While it's not the sexiest use of your time, mobility training serves several important functions: It helps increase range of movement (read: healthier, limber joints), improves athletic performance (like deepening your squat) and reduces your risk of injuries.
Not to mention maintaining your mobility now will aid you in avoiding problems down the road. Total-body mobility can help prevent joint pain and falls (and allow you to preserve your independence) as you age.
So, how can you develop — and stick with — the habit of mobility training? Start small.
Do this 5-minute mobility routine, courtesy of Tatiana Lampa, CFSC, CES, creator of the Training with T app, every day.

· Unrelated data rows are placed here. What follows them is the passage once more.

//! Centralised tracing initialisation for the diffgate binary.
//!
//! Log lines go to stderr; stdout is reserved for gate output (`OK` and
//! `ERROR:` lines) so CI logs can be grepped without noise.

use tracing::Level;
use tracing_subscriber::layer::SubscriberExt;
use tracing_subscriber::util::SubscriberInitExt;
use tracing_subscriber::{fmt, EnvFilter};

/// Initialise the global tracing subscriber.
///
/// * `json`: when `true`, emit newline-delimited JSON log lines.
/// * `level`: default verbosity when `RUST_LOG` is not set.
///
/// Only the first call in a process takes effect.
pub fn init_tracing(json: bool, level: Level) {
    let env_filter =
        EnvFilter::try_from_default_env().unwrap_or_else(|_| EnvFilter::new(level.as_str()));

    if json {
        tracing_subscriber::registry()
            .with(env_filter)
            .with(
                fmt::layer()
                    .with_target(false)
                    .with_writer(std::io::stderr)
                    .json(),
            )
            .try_init()
            .ok();
    } else {
        tracing_subscriber::registry()
            .with(env_filter)
            .with(
                fmt::layer()
                    .with_target(false)
                    .with_writer(std::io::stderr),
            )
            .try_init()
            .ok();
    }
}
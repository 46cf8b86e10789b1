//! Ensures every workspace crate inherits the workspace version.

use std::path::{Path, PathBuf};

fn workspace_root() -> PathBuf {
    Path::new(env!("CARGO_MANIFEST_DIR"))
        .parent()
        .unwrap()
        .parent()
        .unwrap()
        .to_path_buf()
}

fn read_toml(path: &Path) -> toml::Value {
    std::fs::read_to_string(path).unwrap().parse().unwrap()
}

#[test]
fn all_crates_use_workspace_version() {
    let root = workspace_root();
    let members = read_toml(&root.join("Cargo.toml"))["workspace"]["members"]
        .as_array()
        .unwrap()
        .clone();
    assert!(!members.is_empty());

    for member in members {
        let member = member.as_str().unwrap();
        let doc = read_toml(&root.join(member).join("Cargo.toml"));
        let inherited = doc["package"]["version"]
            .as_table()
            .and_then(|t| t.get("workspace"))
            .and_then(|v| v.as_bool());
        assert_eq!(
            inherited,
            Some(true),
            "{member} should use version.workspace = true"
        );
    }
}

#[test]
fn workspace_version_matches_cargo_pkg() {
    let doc = read_toml(&workspace_root().join("Cargo.toml"));
    let ws_version = doc["workspace"]["package"]["version"].as_str().unwrap();
    assert_eq!(ws_version, env!("CARGO_PKG_VERSION"));
    assert_eq!(diffgate_core::VERSION, ws_version);
}

#[test]
fn internal_dependency_pins_workspace_version() {
    let doc = read_toml(&workspace_root().join("Cargo.toml"));
    let pinned = doc["workspace"]["dependencies"]["diffgate-core"]["version"]
        .as_str()
        .unwrap();
    assert_eq!(pinned, env!("CARGO_PKG_VERSION"));
}
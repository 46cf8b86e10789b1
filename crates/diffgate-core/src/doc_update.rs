//! Substantive documentation update check.
//!
//! A companion doc update counts only when its added lines carry a section
//! header, a list bullet and an explicit statement of invariant impact. The
//! three signals may sit on different lines.

use crate::diff::{DiffLine, Sign};

const INVARIANT_KEYWORDS: &[&str] = &[
    "invariant",
    "unchanged",
    "tightened",
    "expanded",
    "broadened",
    "narrowed",
];

/// Signals seen across the added lines of a doc diff.
#[derive(Debug, Clone, Copy, Default, PartialEq, Eq)]
pub struct DocSignals {
    pub header: bool,
    pub bullet: bool,
    pub invariant: bool,
}

impl DocSignals {
    pub fn is_complete(&self) -> bool {
        self.header && self.bullet && self.invariant
    }
}

/// Collect header/bullet/invariant signals from added lines only.
pub fn doc_signals(lines: &[DiffLine]) -> DocSignals {
    let mut signals = DocSignals::default();
    for line in lines.iter().filter(|l| l.sign == Sign::Added) {
        let text = line.text.trim();
        if text.starts_with('#') {
            signals.header = true;
        }
        if text.starts_with('-') || text.starts_with('*') {
            signals.bullet = true;
        }
        let lower = text.to_lowercase();
        if INVARIANT_KEYWORDS.iter().any(|kw| lower.contains(kw)) {
            signals.invariant = true;
        }
    }
    signals
}

/// Whether a doc diff is a structured, invariant-labelled entry.
pub fn is_substantive(lines: &[DiffLine]) -> bool {
    doc_signals(lines).is_complete()
}

#[cfg(test)]
mod tests {
    use super::*;

    fn added(lines: &[&str]) -> Vec<DiffLine> {
        lines.iter().map(|l| DiffLine::added(*l)).collect()
    }

    #[test]
    fn test_all_orderings_accepted() {
        let signals = ["# Update", "- widened tolerance", "invariant narrowed"];
        let orders = [
            [0, 1, 2],
            [0, 2, 1],
            [1, 0, 2],
            [1, 2, 0],
            [2, 0, 1],
            [2, 1, 0],
        ];
        for order in orders {
            let lines: Vec<&str> = order.iter().map(|i| signals[*i]).collect();
            assert!(is_substantive(&added(&lines)), "order {order:?}");
        }
    }

    #[test]
    fn test_missing_any_signal_rejected() {
        assert!(!is_substantive(&added(&["- widened tolerance", "invariant narrowed"])));
        assert!(!is_substantive(&added(&["# Update", "invariant narrowed"])));
        assert!(!is_substantive(&added(&["# Update", "- widened tolerance"])));
    }

    #[test]
    fn test_removed_lines_ignored() {
        let lines = vec![
            DiffLine::added("# Update"),
            DiffLine::removed("- old bullet"),
            DiffLine::added("Invariant unchanged."),
        ];
        let signals = doc_signals(&lines);
        assert!(signals.header);
        assert!(!signals.bullet);
        assert!(signals.invariant);
        assert!(!is_substantive(&lines));
    }

    #[test]
    fn test_single_line_can_carry_two_signals() {
        let lines = added(&["## Jitter", "* Invariant TIGHTENED to 0.2"]);
        assert!(is_substantive(&lines));
    }
}
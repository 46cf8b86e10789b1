//! Static zone scanning over the working tree.
//!
//! Zone policies describe absolute invariants of the current tree: forbidden
//! imports between layers, raw-media handling in privacy-sensitive modules,
//! and guard usages that must be present. The scan reads whole files, not
//! diffs, so a violation present since a file's creation is still reported.

use std::path::{Path, PathBuf};

use regex::Regex;
use serde::{Serialize, Serializer};
use tracing::debug;
use walkdir::WalkDir;

use crate::diagnostic::Diagnostic;
use crate::error::{GateError, Result};
use crate::metrics::METRICS;
use crate::obs::emit_zone_scanned;

/// A literal substring that must not appear in zone files.
#[derive(Debug, Clone, PartialEq, Eq, Serialize)]
pub struct ForbiddenToken {
    pub token: String,
    /// Verb phrase used in the diagnostic, e.g. `imports forbidden dependency`.
    pub reason: String,
}

impl ForbiddenToken {
    pub fn new(token: &str, reason: &str) -> Self {
        Self {
            token: token.to_string(),
            reason: reason.to_string(),
        }
    }
}

fn serialize_regex<S: Serializer>(re: &Regex, serializer: S) -> std::result::Result<S::Ok, S::Error> {
    serializer.serialize_str(re.as_str())
}

/// A regular expression that must not match zone files.
#[derive(Debug, Clone, Serialize)]
pub struct ForbiddenPattern {
    #[serde(serialize_with = "serialize_regex")]
    pub regex: Regex,
    pub reason: String,
}

impl ForbiddenPattern {
    pub fn new(pattern: &str, reason: &str) -> Result<Self> {
        let regex = Regex::new(pattern).map_err(|e| GateError::InvalidPattern {
            pattern: pattern.to_string(),
            reason: e.to_string(),
        })?;
        Ok(Self {
            regex,
            reason: reason.to_string(),
        })
    }
}

/// A file that, when present, must contain a marker string.
#[derive(Debug, Clone, PartialEq, Eq, Serialize)]
pub struct RequiredMarker {
    pub path: PathBuf,
    pub marker: String,
    pub message: String,
}

/// Forbidden token/pattern policy over one or more directory zones.
#[derive(Debug, Clone, Default, Serialize)]
pub struct ZonePolicy {
    pub name: String,
    /// Zone roots, relative to the repository root.
    pub roots: Vec<PathBuf>,
    /// Subtrees skipped entirely, even when under a zone root.
    pub exempt: Vec<PathBuf>,
    /// File extensions to scan; empty means every file.
    pub extensions: Vec<String>,
    pub forbidden_tokens: Vec<ForbiddenToken>,
    pub forbidden_patterns: Vec<ForbiddenPattern>,
    pub required_markers: Vec<RequiredMarker>,
}

impl ZonePolicy {
    pub fn new(name: &str) -> Self {
        Self {
            name: name.to_string(),
            ..Self::default()
        }
    }

    pub fn with_root(mut self, root: &str) -> Self {
        self.roots.push(PathBuf::from(root));
        self
    }

    pub fn with_exempt(mut self, subtree: &str) -> Self {
        self.exempt.push(PathBuf::from(subtree));
        self
    }

    pub fn with_extension(mut self, ext: &str) -> Self {
        self.extensions.push(ext.to_string());
        self
    }

    pub fn with_token(mut self, token: ForbiddenToken) -> Self {
        self.forbidden_tokens.push(token);
        self
    }

    pub fn with_pattern(mut self, pattern: ForbiddenPattern) -> Self {
        self.forbidden_patterns.push(pattern);
        self
    }

    pub fn with_marker(mut self, path: &str, marker: &str, message: &str) -> Self {
        self.required_markers.push(RequiredMarker {
            path: PathBuf::from(path),
            marker: marker.to_string(),
            message: message.to_string(),
        });
        self
    }

    fn is_exempt(&self, rel: &Path) -> bool {
        self.exempt.iter().any(|e| rel.starts_with(e))
    }

    fn wants(&self, path: &Path) -> bool {
        if self.extensions.is_empty() {
            return true;
        }
        path.extension()
            .and_then(|e| e.to_str())
            .map(|e| self.extensions.iter().any(|want| want == e))
            .unwrap_or(false)
    }

    /// Diagnostics for one file's full contents; one per matching rule.
    fn check_contents(&self, display: &str, contents: &str) -> Vec<Diagnostic> {
        let mut diagnostics = Vec::new();
        for t in &self.forbidden_tokens {
            if contents.contains(t.token.as_str()) {
                diagnostics.push(Diagnostic::new(
                    &self.name,
                    format!("{display} {} '{}'.", t.reason, t.token),
                ));
            }
        }
        for p in &self.forbidden_patterns {
            if let Some(m) = p.regex.find(contents) {
                diagnostics.push(Diagnostic::new(
                    &self.name,
                    format!("{display} {} '{}'.", p.reason, m.as_str()),
                ));
            }
        }
        diagnostics
    }
}

/// Scan every zone root of `policy` under `repo_root`.
///
/// Missing zone roots are skipped. Unreadable files abort the scan.
pub fn scan_zone(repo_root: &Path, policy: &ZonePolicy) -> Result<Vec<Diagnostic>> {
    let mut diagnostics = Vec::new();
    let mut files = 0u64;

    for marker in &policy.required_markers {
        let path = repo_root.join(&marker.path);
        if !path.is_file() {
            debug!(path = %marker.path.display(), "guarded file absent, marker not required");
            continue;
        }
        let contents = std::fs::read_to_string(&path)?;
        if !contents.contains(marker.marker.as_str()) {
            diagnostics.push(Diagnostic::new(&policy.name, marker.message.clone()));
        }
    }

    for root in &policy.roots {
        let abs_root = repo_root.join(root);
        if !abs_root.exists() {
            debug!(zone = %policy.name, root = %root.display(), "zone root absent, skipping");
            continue;
        }

        let walker = WalkDir::new(&abs_root)
            .sort_by_file_name()
            .into_iter()
            .filter_entry(|e| {
                let rel = e.path().strip_prefix(repo_root).unwrap_or(e.path());
                !policy.is_exempt(rel)
            });

        for entry in walker {
            let entry = entry?;
            if !entry.file_type().is_file() || !policy.wants(entry.path()) {
                continue;
            }
            let rel = entry.path().strip_prefix(repo_root).unwrap_or(entry.path());
            let contents = std::fs::read_to_string(entry.path())?;
            files += 1;
            METRICS.inc_files_scanned();
            diagnostics.extend(policy.check_contents(&rel.display().to_string(), &contents));
        }
    }

    emit_zone_scanned(&policy.name, files, diagnostics.len());
    Ok(diagnostics)
}

#[cfg(test)]
mod tests {
    use super::*;

    fn write(root: &Path, rel: &str, contents: &str) {
        let path = root.join(rel);
        std::fs::create_dir_all(path.parent().unwrap()).unwrap();
        std::fs::write(path, contents).unwrap();
    }

    fn boundary_policy() -> ZonePolicy {
        ZonePolicy::new("architecture_boundaries")
            .with_root("lib/services")
            .with_exempt("lib/services/ui")
            .with_extension("dart")
            .with_token(ForbiddenToken::new(
                "package:flutter",
                "imports forbidden dependency",
            ))
    }

    #[test]
    fn test_exempt_subtree_skipped() {
        let dir = tempfile::tempdir().unwrap();
        write(dir.path(), "lib/services/ui/view.dart", "import 'package:flutter/widgets.dart';");
        let diags = scan_zone(dir.path(), &boundary_policy()).unwrap();
        assert!(diags.is_empty());
    }

    #[test]
    fn test_file_outside_exempt_subtree_flagged() {
        let dir = tempfile::tempdir().unwrap();
        write(dir.path(), "lib/services/view.dart", "import 'package:flutter/widgets.dart';");
        let diags = scan_zone(dir.path(), &boundary_policy()).unwrap();
        assert_eq!(diags.len(), 1);
        assert_eq!(
            diags[0].message,
            "lib/services/view.dart imports forbidden dependency 'package:flutter'."
        );
    }

    #[test]
    fn test_sibling_with_exempt_prefix_is_not_exempt() {
        let dir = tempfile::tempdir().unwrap();
        write(dir.path(), "lib/services/uikit/a.dart", "package:flutter");
        assert_eq!(scan_zone(dir.path(), &boundary_policy()).unwrap().len(), 1);
    }

    #[test]
    fn test_other_extensions_ignored() {
        let dir = tempfile::tempdir().unwrap();
        write(dir.path(), "lib/services/notes.md", "package:flutter");
        assert!(scan_zone(dir.path(), &boundary_policy()).unwrap().is_empty());
    }

    #[test]
    fn test_every_rule_match_reported() {
        let dir = tempfile::tempdir().unwrap();
        write(
            dir.path(),
            "lib/screens/capture.dart",
            "controller.startVideoRecording();\nfinal out = 'clip.MP4';\ncontroller.stopVideoRecording();",
        );
        let policy = ZonePolicy::new("privacy_guards")
            .with_root("lib/screens")
            .with_token(ForbiddenToken::new("startVideoRecording", "uses raw video recording API"))
            .with_token(ForbiddenToken::new("stopVideoRecording", "uses raw video recording API"))
            .with_pattern(
                ForbiddenPattern::new(
                    r"(?i)\.(mp4|mov)\b",
                    "references a raw video file extension",
                )
                .unwrap(),
            );
        let diags = scan_zone(dir.path(), &policy).unwrap();
        assert_eq!(diags.len(), 3);
        assert!(diags[2].message.ends_with("references a raw video file extension '.MP4'."));
    }

    #[test]
    fn test_required_marker() {
        let dir = tempfile::tempdir().unwrap();
        let policy = ZonePolicy::new("privacy_guards").with_marker(
            "lib/services/bio.dart",
            "LandmarkPrivacyFilter",
            "bio tracking must apply LandmarkPrivacyFilter.",
        );

        assert!(scan_zone(dir.path(), &policy).unwrap().is_empty());

        write(dir.path(), "lib/services/bio.dart", "class Bio {}");
        let diags = scan_zone(dir.path(), &policy).unwrap();
        assert_eq!(diags.len(), 1);
        assert_eq!(diags[0].message, "bio tracking must apply LandmarkPrivacyFilter.");

        write(dir.path(), "lib/services/bio.dart", "LandmarkPrivacyFilter.apply(x);");
        assert!(scan_zone(dir.path(), &policy).unwrap().is_empty());
    }

    #[test]
    fn test_invalid_pattern_rejected() {
        assert!(ForbiddenPattern::new("(", "broken").is_err());
    }
}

The moves are all laid out for you — taking the guesswork out of it — so all you have to do is show up (anywhere will do) and follow along. Plus, we can all agree: Convenience is key when you're trying to make a habit a part of your everyday practice.
Try This 5-Minute Mobility Routine
The best part: You can totally tailor this 5-minute mobility routine to fit your own schedule. Do it in the morning to help you ease into your day or at night to loosen your limbs before bed. It also works well as a warm-up or post-workout cooldown. You can even squeeze this speedy session into your workday to break up prolonged periods of sitting.
If you stick to this routine and do it daily, you'll feel less stiff and limber in just a few weeks. Believe us, your jovial joints will thank you.
Move 1: Cat Cow
- Begin on all fours with your hips stacked over your knees and your shoulders over your palms.
- Slowly arch your back, raising your chin up toward the ceiling. Pause here for a moment.
- Then, round your upper back, drawing your bellybutton into your spine and raising your back toward the ceiling.
- This is 1 rep. Do 2 sets of 8 reps.
Cat cow is a wonderful way to warm up your spine and stretch your core, Lampa says.
Move 2: T-Spine Tabletop Twist
- Begin on all fours with your hips stacked over your knees and your shoulders over your palms. Your spine should be neutral.
- Place your right hand behind your head, bending at the elbow.
- Bring your right elbow up, then stretch your arm straight toward the ceiling, opening up your chest toward the right.
- Then, bring your elbow back down to face the ground.
- Do 2 sets of 8 reps on each side.
Move 3: World's Greatest Stretch
- Start in a high plank.
- Step your right foot outside of your right hand, so your right leg is bent at 90 degrees and your left leg extends straight behind you.
- Keep your right foot planted and gently rock forward and back on the ball of your left foot, feeling the stretch in your left calf and hip.
- Twist your torso to face the right side and raise your right arm straight up toward the ceiling.
- Focus on rotating through your spine (not your shoulders).
- Bring your right hand back down to the starting position.
- Repeat for 30 seconds, then switch sides.
Move 4: Half-Kneeling Hip Flexor Stretch
- Begin in a half-kneeling position with your right knee bent at 90 degrees and your foot flat on the ground.
- Place your left knee on the ground on top of a mat or cushion.
- Brace your core and tighten your glutes.
- Shift forward slightly until you feel a stretch across the front of your left hip and quad muscle.
- Reach your left arm up and over to your right side to get a deeper hip flexor and oblique stretch.
- Hold here for 30 seconds and then switch sides.
This hip-stretching drill is great for anyone who spends most of their time sitting, Lampa says.
Move 5: Low Squat Ankle Mobility Drill
- Set up in a deep squat.
- Drive your elbows against your inner thighs and gently rock, shifting your weight from side to side without lifting your heels.
- Continue for 20 seconds. Take a brief pause and repeat for another 20 seconds.